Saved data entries
◆ ◆ ◆

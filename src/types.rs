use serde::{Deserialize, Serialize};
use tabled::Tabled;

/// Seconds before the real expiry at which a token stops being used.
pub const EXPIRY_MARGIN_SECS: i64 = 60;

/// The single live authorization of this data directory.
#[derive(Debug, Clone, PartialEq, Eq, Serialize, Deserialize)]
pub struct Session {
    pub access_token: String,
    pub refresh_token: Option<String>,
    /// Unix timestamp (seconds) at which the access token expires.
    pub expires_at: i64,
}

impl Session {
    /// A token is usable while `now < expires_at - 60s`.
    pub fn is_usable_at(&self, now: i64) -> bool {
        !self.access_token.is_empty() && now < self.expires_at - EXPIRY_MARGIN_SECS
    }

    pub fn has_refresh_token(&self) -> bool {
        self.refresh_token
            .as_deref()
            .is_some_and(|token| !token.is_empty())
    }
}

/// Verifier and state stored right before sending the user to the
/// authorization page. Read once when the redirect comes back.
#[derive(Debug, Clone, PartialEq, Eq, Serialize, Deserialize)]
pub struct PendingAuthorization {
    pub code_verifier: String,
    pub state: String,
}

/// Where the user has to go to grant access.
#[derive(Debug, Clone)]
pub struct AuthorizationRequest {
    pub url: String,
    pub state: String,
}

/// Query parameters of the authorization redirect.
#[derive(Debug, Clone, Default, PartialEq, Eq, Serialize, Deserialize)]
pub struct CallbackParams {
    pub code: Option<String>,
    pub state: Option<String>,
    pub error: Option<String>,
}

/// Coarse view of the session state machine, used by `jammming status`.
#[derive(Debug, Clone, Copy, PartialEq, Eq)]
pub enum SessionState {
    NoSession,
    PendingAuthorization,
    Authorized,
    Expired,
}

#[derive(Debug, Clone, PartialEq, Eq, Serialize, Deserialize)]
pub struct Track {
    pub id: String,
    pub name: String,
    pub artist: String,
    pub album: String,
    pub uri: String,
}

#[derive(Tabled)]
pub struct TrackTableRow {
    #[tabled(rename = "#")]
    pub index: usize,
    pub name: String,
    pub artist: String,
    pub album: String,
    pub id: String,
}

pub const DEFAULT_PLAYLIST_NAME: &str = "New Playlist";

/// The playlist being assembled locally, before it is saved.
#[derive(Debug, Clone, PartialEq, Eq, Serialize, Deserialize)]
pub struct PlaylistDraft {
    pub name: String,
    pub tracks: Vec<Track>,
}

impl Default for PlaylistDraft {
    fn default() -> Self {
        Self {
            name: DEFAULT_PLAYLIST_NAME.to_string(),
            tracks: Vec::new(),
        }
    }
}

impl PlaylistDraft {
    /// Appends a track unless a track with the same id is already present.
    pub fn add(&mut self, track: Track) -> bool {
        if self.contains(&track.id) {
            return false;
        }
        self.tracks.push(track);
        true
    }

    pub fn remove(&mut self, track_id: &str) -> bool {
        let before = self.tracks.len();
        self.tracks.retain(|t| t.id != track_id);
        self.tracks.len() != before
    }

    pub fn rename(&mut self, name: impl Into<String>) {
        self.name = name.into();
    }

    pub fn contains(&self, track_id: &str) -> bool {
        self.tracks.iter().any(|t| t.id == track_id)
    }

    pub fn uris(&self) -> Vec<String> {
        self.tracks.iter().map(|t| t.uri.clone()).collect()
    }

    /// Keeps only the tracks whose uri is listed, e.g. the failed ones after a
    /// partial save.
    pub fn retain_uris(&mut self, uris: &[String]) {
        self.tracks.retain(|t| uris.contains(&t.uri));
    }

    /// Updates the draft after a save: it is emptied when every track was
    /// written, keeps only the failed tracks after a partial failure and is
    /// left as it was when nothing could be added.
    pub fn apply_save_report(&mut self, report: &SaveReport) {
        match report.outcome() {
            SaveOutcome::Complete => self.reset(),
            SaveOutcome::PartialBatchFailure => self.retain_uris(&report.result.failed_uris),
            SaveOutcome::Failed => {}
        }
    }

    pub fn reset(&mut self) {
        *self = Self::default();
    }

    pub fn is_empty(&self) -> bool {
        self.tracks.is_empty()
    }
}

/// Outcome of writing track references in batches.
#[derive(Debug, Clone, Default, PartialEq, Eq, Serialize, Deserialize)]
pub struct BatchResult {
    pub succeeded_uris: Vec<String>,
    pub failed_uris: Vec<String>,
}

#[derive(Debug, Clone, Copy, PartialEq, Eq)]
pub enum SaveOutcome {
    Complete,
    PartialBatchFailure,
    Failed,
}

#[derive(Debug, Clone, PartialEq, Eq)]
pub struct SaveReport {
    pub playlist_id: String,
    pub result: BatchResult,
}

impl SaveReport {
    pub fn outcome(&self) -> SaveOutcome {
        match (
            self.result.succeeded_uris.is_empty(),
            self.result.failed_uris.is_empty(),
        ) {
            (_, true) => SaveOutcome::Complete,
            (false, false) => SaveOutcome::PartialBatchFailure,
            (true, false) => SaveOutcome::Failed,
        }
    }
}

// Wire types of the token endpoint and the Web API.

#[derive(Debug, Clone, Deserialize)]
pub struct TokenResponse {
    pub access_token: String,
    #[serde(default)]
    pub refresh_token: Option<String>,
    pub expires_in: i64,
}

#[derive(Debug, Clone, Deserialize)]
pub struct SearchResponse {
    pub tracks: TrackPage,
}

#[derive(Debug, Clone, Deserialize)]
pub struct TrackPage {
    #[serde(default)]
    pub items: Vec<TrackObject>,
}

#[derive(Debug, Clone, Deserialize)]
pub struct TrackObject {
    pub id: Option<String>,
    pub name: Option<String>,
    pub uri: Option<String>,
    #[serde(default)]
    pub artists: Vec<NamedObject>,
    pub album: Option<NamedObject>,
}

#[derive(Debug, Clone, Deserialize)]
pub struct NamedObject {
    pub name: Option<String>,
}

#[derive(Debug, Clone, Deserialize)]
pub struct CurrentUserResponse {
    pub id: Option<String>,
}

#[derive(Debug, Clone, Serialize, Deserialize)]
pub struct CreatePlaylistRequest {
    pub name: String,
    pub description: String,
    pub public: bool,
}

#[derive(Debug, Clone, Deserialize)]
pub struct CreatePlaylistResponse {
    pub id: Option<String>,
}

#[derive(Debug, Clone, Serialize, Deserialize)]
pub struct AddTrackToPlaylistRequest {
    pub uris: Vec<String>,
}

◆ ◆ ◆

-- Action item --
Each line in the records above with "after" must be returned.

-- Answer box --
    /// Keeps only the tracks whose uri is listed, e.g. the failed ones after a
    /// Updates the draft after a save: it is emptied when every track was
    /// written, keeps only the failed tracks after a partial failure and is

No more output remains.